■ WORK REQUEST
Please restate the data that follows, leaving every word in place.

■ SUPPLIED DATA
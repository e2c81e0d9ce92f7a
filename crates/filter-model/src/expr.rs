use crate::value::Value;
use serde::{Deserialize, Serialize};
use std::fmt;

/// An operand of a predicate.
#[derive(Debug, Clone, PartialEq, Serialize, Deserialize)]
#[serde(tag = "type", rename_all = "snake_case")]
pub enum Expression {
    /// A property reference, e.g. `title`, or an XPath such as `/metacard/title`.
    Property { name: String },

    /// A literal value.
    Literal { value: Value },

    /// A function call, e.g. `lower(title)`.
    Function(FunctionCall),
}

#[derive(Debug, Clone, PartialEq, Serialize, Deserialize)]
pub struct FunctionCall {
    pub name: String,
    pub args: Vec<Expression>,
}

impl Expression {
    pub fn property(name: &str) -> Self {
        Expression::Property {
            name: name.to_string(),
        }
    }

    pub fn literal(value: impl Into<Value>) -> Self {
        Expression::Literal {
            value: value.into(),
        }
    }

    pub fn function(name: &str, args: Vec<Expression>) -> Self {
        Expression::Function(FunctionCall {
            name: name.to_string(),
            args,
        })
    }

    pub fn as_property(&self) -> Option<&str> {
        match self {
            Expression::Property { name } => Some(name),
            _ => None,
        }
    }

    pub fn as_literal(&self) -> Option<&Value> {
        match self {
            Expression::Literal { value } => Some(value),
            _ => None,
        }
    }

    /// Nesting depth of function calls; plain operands have depth 0.
    pub fn depth(&self) -> usize {
        match self {
            Expression::Function(call) => {
                1 + call.args.iter().map(Expression::depth).max().unwrap_or(0)
            }
            _ => 0,
        }
    }
}

/// Property names starting with `/` address a document node rather than a
/// flat attribute.
pub fn is_xpath(property: &str) -> bool {
    property.starts_with('/')
}

impl fmt::Display for Expression {
    fn fmt(&self, f: &mut fmt::Formatter<'_>) -> fmt::Result {
        match self {
            Expression::Property { name } => f.write_str(name),
            Expression::Literal { value } => write!(f, "{value}"),
            Expression::Function(call) => write!(f, "{call}"),
        }
    }
}

impl fmt::Display for FunctionCall {
    fn fmt(&self, f: &mut fmt::Formatter<'_>) -> fmt::Result {
        f.write_str(&self.name)?;
        f.write_str("(")?;
        for (i, arg) in self.args.iter().enumerate() {
            if i > 0 {
                f.write_str(", ")?;
            }
            write!(f, "{arg}")?;
        }
        f.write_str(")")
    }
}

■ TASK RESULT
repository e2c81e0d9ce92f7a
filename crates/filter-model/src/expr.rs
use crate::value::Value;
use serde::{Deserialize, Serialize};
use std::fmt;

/// An operand of a predicate.
#[derive(Debug, Clone, PartialEq, Serialize, Deserialize)]
#[serde(tag = "type", rename_all = "snake_case")]
pub enum Expression {
    /// A property reference, e.g. `title`, or an XPath such as `/metacard/title`.
    Property { name: String },

    /// A literal value.
    Literal { value: Value },

    /// A function call, e.g. `lower(title)`.
    Function(FunctionCall),
}

#[derive(Debug, Clone, PartialEq, Serialize, Deserialize)]
pub struct FunctionCall {
    pub name: String,
    pub args: Vec<Expression>,
}

impl Expression {
    pub fn property(name: &str) -> Self {
        Expression::Property {
            name: name.to_string(),
        }
    }

    pub fn literal(value: impl Into<Value>) -> Self {
        Expression::Literal {
            value: value.into(),
        }
    }

    pub fn function(name: &str, args: Vec<Expression>) -> Self {
        Expression::Function(FunctionCall {
            name: name.to_string(),
            args,
        })
    }

    pub fn as_property(&self) -> Option<&str> {
        match self {
            Expression::Property { name } => Some(name),
            _ => None,
        }
    }

    pub fn as_literal(&self) -> Option<&Value> {
        match self {
            Expression::Literal { value } => Some(value),
            _ => None,
        }
    }

    /// Nesting depth of function calls; plain operands have depth 0.
    pub fn depth(&self) -> usize {
        match self {
            Expression::Function(call) => {
                1 + call.args.iter().map(Expression::depth).max().unwrap_or(0)
            }
            _ => 0,
        }
    }
}

/// Property names starting with `/` address a document node rather than a
/// flat attribute.
pub fn is_xpath(property: &str) -> bool {
    property.starts_with('/')
}

impl fmt::Display for Expression {
    fn fmt(&self, f: &mut fmt::Formatter<'_>) -> fmt::Result {
        match self {
            Expression::Property { name } => f.write_str(name),
            Expression::Literal { value } => write!(f, "{value}"),
            Expression::Function(call) => write!(f, "{call}"),
        }
    }
}

impl fmt::Display for FunctionCall {
    fn fmt(&self, f: &mut fmt::Formatter<'_>) -> fmt::Result {
        f.write_str(&self.name)?;
        f.write_str("(")?;
        for (i, arg) in self.args.iter().enumerate() {
            if i > 0 {
                f.write_str(", ")?;
            }
            write!(f, "{arg}")?;
        }
        f.write_str(")")
    }
}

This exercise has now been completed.